Data extracts section start
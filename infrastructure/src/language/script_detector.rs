//! Offline language detection from Unicode scripts and stop words.
//!
//! Text dominated by a non-Latin script maps straight to the language that
//! script is used for here. Latin text is scored against short stop-word
//! lists. Short phrases can be misjudged.

use async_trait::async_trait;
use demeter_application::ports::language::{LanguageDetectionError, LanguageDetector};
use demeter_domain::LanguageCode;
use tracing::trace;

/// Inclusive code point ranges and the language they identify
const SCRIPTS: &[(u32, u32, &str)] = &[
    (0x0900, 0x097F, "hi"), // Devanagari
    (0x0980, 0x09FF, "bn"),
    (0x0A00, 0x0A7F, "pa"), // Gurmukhi
    (0x0A80, 0x0AFF, "gu"),
    (0x0B80, 0x0BFF, "ta"),
    (0x0C00, 0x0C7F, "te"),
    (0x0C80, 0x0CFF, "kn"),
    (0x0D00, 0x0D7F, "ml"),
    (0x0600, 0x06FF, "ar"),
    (0x1200, 0x137F, "am"), // Ethiopic
    (0x4E00, 0x9FFF, "zh"),
];

/// Stop words per Latin-script language, in tie-break order
const STOP_WORDS: &[(&str, &[&str])] = &[
    (
        "en",
        &[
            "the", "is", "are", "what", "which", "how", "should", "my", "in", "for", "of", "and",
            "to", "with", "can", "i", "do", "this", "will",
        ],
    ),
    (
        "es",
        &[
            "el", "la", "los", "las", "que", "qué", "es", "en", "para", "con", "mi", "debo",
            "cómo", "cuál", "del", "una", "por",
        ],
    ),
    (
        "fr",
        &[
            "le", "la", "les", "est", "quel", "quelle", "dans", "pour", "avec", "mon", "ma",
            "je", "des", "du", "une", "comment",
        ],
    ),
    (
        "pt",
        &[
            "o", "os", "as", "que", "é", "em", "para", "com", "meu", "minha", "devo", "qual",
            "do", "da", "uma", "não",
        ],
    ),
    (
        "sw",
        &[
            "ni", "na", "ya", "wa", "kwa", "katika", "gani", "nini", "je", "yangu", "mimi",
            "hii", "za", "la",
        ],
    ),
];

/// Language detector that needs no network or model
#[derive(Debug, Clone, Copy, Default)]
pub struct ScriptLanguageDetector;

impl ScriptLanguageDetector {
    pub fn new() -> Self {
        Self
    }

    /// Synchronous detection
    pub fn detect_text(&self, text: &str) -> Result<LanguageCode, LanguageDetectionError> {
        let mut latin = 0usize;
        let mut counts = vec![0usize; SCRIPTS.len()];
        for c in text.chars().filter(|c| c.is_alphabetic()) {
            let code = c as u32;
            match SCRIPTS
                .iter()
                .position(|(start, end, _)| (*start..=*end).contains(&code))
            {
                Some(index) => counts[index] += 1,
                None if code < 0x0250 => latin += 1,
                None => {}
            }
        }

        let dominant = counts
            .iter()
            .enumerate()
            .max_by_key(|(index, count)| (**count, std::cmp::Reverse(*index)))
            .filter(|(_, count)| **count > 0);

        if let Some((index, count)) = dominant
            && *count >= latin
        {
            trace!(script_chars = count, "Detected by script");
            return to_code(SCRIPTS[index].2);
        }

        if latin == 0 {
            return Err(LanguageDetectionError::Inconclusive(
                "text contains no letters".to_string(),
            ));
        }
        detect_latin(text)
    }
}

fn detect_latin(text: &str) -> Result<LanguageCode, LanguageDetectionError> {
    let lower = text.to_lowercase();
    let tokens: Vec<&str> = lower
        .split(|c: char| !c.is_alphanumeric())
        .filter(|t| !t.is_empty())
        .collect();

    let mut best: Option<(&str, usize)> = None;
    for (code, words) in STOP_WORDS {
        let hits = tokens.iter().filter(|t| words.contains(t)).count();
        if hits > best.map_or(0, |(_, h)| h) {
            best = Some((*code, hits));
        }
    }

    match best {
        Some((code, hits)) => {
            trace!(language = code, hits, "Detected by stop words");
            to_code(code)
        }
        None => Err(LanguageDetectionError::Inconclusive(
            "no stop-word evidence".to_string(),
        )),
    }
}

fn to_code(code: &str) -> Result<LanguageCode, LanguageDetectionError> {
    code.parse()
        .map_err(|e: demeter_domain::DomainError| LanguageDetectionError::Backend(e.to_string()))
}

#[async_trait]
impl LanguageDetector for ScriptLanguageDetector {
    async fn detect(&self, text: &str) -> Result<LanguageCode, LanguageDetectionError> {
        self.detect_text(text)
    }
}
//! Domain error types

use thiserror::Error;

/// Domain-level errors, raised when parsing identifiers
#[derive(Error, Debug, Clone, PartialEq, Eq)]
pub enum DomainError {
    #[error("Invalid language code: {0}")]
    InvalidLanguage(String),

    #[error("Unknown intent: {0}")]
    UnknownIntent(String),

    #[error("Unknown agent: {0}")]
    UnknownAgent(String),

    #[error("Unknown output format: {0} (expected answer, full or json)")]
    UnknownOutputFormat(String),
}

#[cfg(test)]
mod tests {
    use super::*;

    #[test]
    fn test_display() {
        assert_eq!(
            DomainError::UnknownIntent("weather".to_string()).to_string(),
            "Unknown intent: weather"
        );
        assert_eq!(
            DomainError::InvalidLanguage("e1".to_string()).to_string(),
            "Invalid language code: e1"
        );
    }
}
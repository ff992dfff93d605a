//! Console output formatter for query responses

use colored::Colorize;
use demeter_domain::{OutputFormat, Response};
use serde_json::Value;

/// Formats responses for console display
pub struct ConsoleFormatter;

impl ConsoleFormatter {
    /// Render a response in the requested format
    pub fn render(query: &str, response: &Response, format: OutputFormat) -> String {
        match format {
            OutputFormat::Answer => Self::format_answer(response),
            OutputFormat::Full => Self::format(query, response),
            OutputFormat::Json => Self::format_json(response),
        }
    }

    /// Only the answer text
    pub fn format_answer(response: &Response) -> String {
        if response.success {
            response.answer.clone()
        } else {
            format!("{}", response.answer.yellow())
        }
    }

    /// Answer with classification, routing and degradation details
    pub fn format(query: &str, response: &Response) -> String {
        let mut output = String::new();

        output.push_str(&Self::header("Demeter"));
        output.push('\n');
        output.push_str(&format!("{} {}\n", "Question:".cyan().bold(), query));
        output.push_str(&format!(
            "{} {}\n",
            "Language:".cyan().bold(),
            response.language
        ));
        output.push_str(&format!(
            "{} {} ({:.0}%)\n",
            "Intent:".cyan().bold(),
            response.intent,
            response.confidence * 100.0
        ));
        let agent = response
            .agent_used
            .map(|a| a.to_string())
            .unwrap_or_else(|| "none".to_string());
        output.push_str(&format!("{} {}\n", "Agent:".cyan().bold(), agent));

        let status = match &response.error {
            None => "ok".green().to_string(),
            Some(error) => error.red().to_string(),
        };
        output.push_str(&format!("{} {}\n", "Status:".cyan().bold(), status));

        output.push_str(&Self::section_header("Answer"));
        output.push_str(&response.answer);
        output.push('\n');

        if !response.parameters.is_empty() {
            output.push_str(&Self::section_header("Parameters"));
            for (key, value) in response.parameters.iter() {
                output.push_str(&format!("  {} {}\n", format!("{}:", key).dimmed(), plain(value)));
            }
        }

        if !response.warnings.is_empty() {
            output.push_str(&Self::section_header("Warnings"));
            for warning in &response.warnings {
                output.push_str(&format!("  {} {}\n", "!".yellow().bold(), warning));
            }
        }

        output.push_str(&Self::footer());
        output
    }

    /// Format as JSON
    pub fn format_json(response: &Response) -> String {
        serde_json::to_string_pretty(response).unwrap_or_else(|_| "{}".to_string())
    }

    fn header(title: &str) -> String {
        let line = "=".repeat(60);
        format!("{}\n{:^60}\n{}", line.cyan(), title.bold(), line.cyan())
    }

    fn section_header(title: &str) -> String {
        format!("\n{}\n{}\n", title.cyan().bold(), "-".repeat(40))
    }

    fn footer() -> String {
        format!("\n{}\n", "=".repeat(60).cyan())
    }
}

fn plain(value: &Value) -> String {
    match value {
        Value::String(s) => s.clone(),
        Value::Array(items) => items.iter().map(plain).collect::<Vec<_>>().join(", "),
        other => other.to_string(),
    }
}

#[cfg(test)]
mod tests {
    use super::*;
    use demeter_domain::LanguageCode;

    fn unavailable() -> Response {
        let mut response = Response::unavailable(
            LanguageCode::english(),
            "no agents registered",
            "The service is temporarily unavailable.",
        );
        response.warnings.push("answer not translated".to_string());
        response
    }

    #[test]
    fn test_answer_format_is_just_the_answer() {
        colored::control::set_override(false);
        assert_eq!(
            ConsoleFormatter::render("hi", &unavailable(), OutputFormat::Answer),
            "The service is temporarily unavailable."
        );
    }

    #[test]
    fn test_full_format_lists_details() {
        colored::control::set_override(false);
        let text = ConsoleFormatter::render("hi", &unavailable(), OutputFormat::Full);
        assert!(text.contains("Question: hi"));
        assert!(text.contains("Agent: none"));
        assert!(text.contains("unavailable: no agents registered"));
        assert!(text.contains("! answer not translated"));
    }

    #[test]
    fn test_json_format_parses_back() {
        let text = ConsoleFormatter::render("hi", &unavailable(), OutputFormat::Json);
        let value: Value = serde_json::from_str(&text).unwrap();
        assert_eq!(value["success"], false);
        assert_eq!(value["warnings"][0], "answer not translated");
    }
}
Data extracts section end
= What you have to do =
Above are the entries. Output exactly the lines beginning with the line that has "and degradation details" and ending with the line that has "response.language".

= Output of the task =
    /// Answer with classification, routing and degradation details
    pub fn format(query: &str, response: &Response) -> String {
        let mut output = String::new();

        output.push_str(&Self::header("Demeter"));
        output.push('\n');
        output.push_str(&format!("{} {}\n", "Question:".cyan().bold(), query));
        output.push_str(&format!(
            "{} {}\n",
            "Language:".cyan().bold(),
            response.language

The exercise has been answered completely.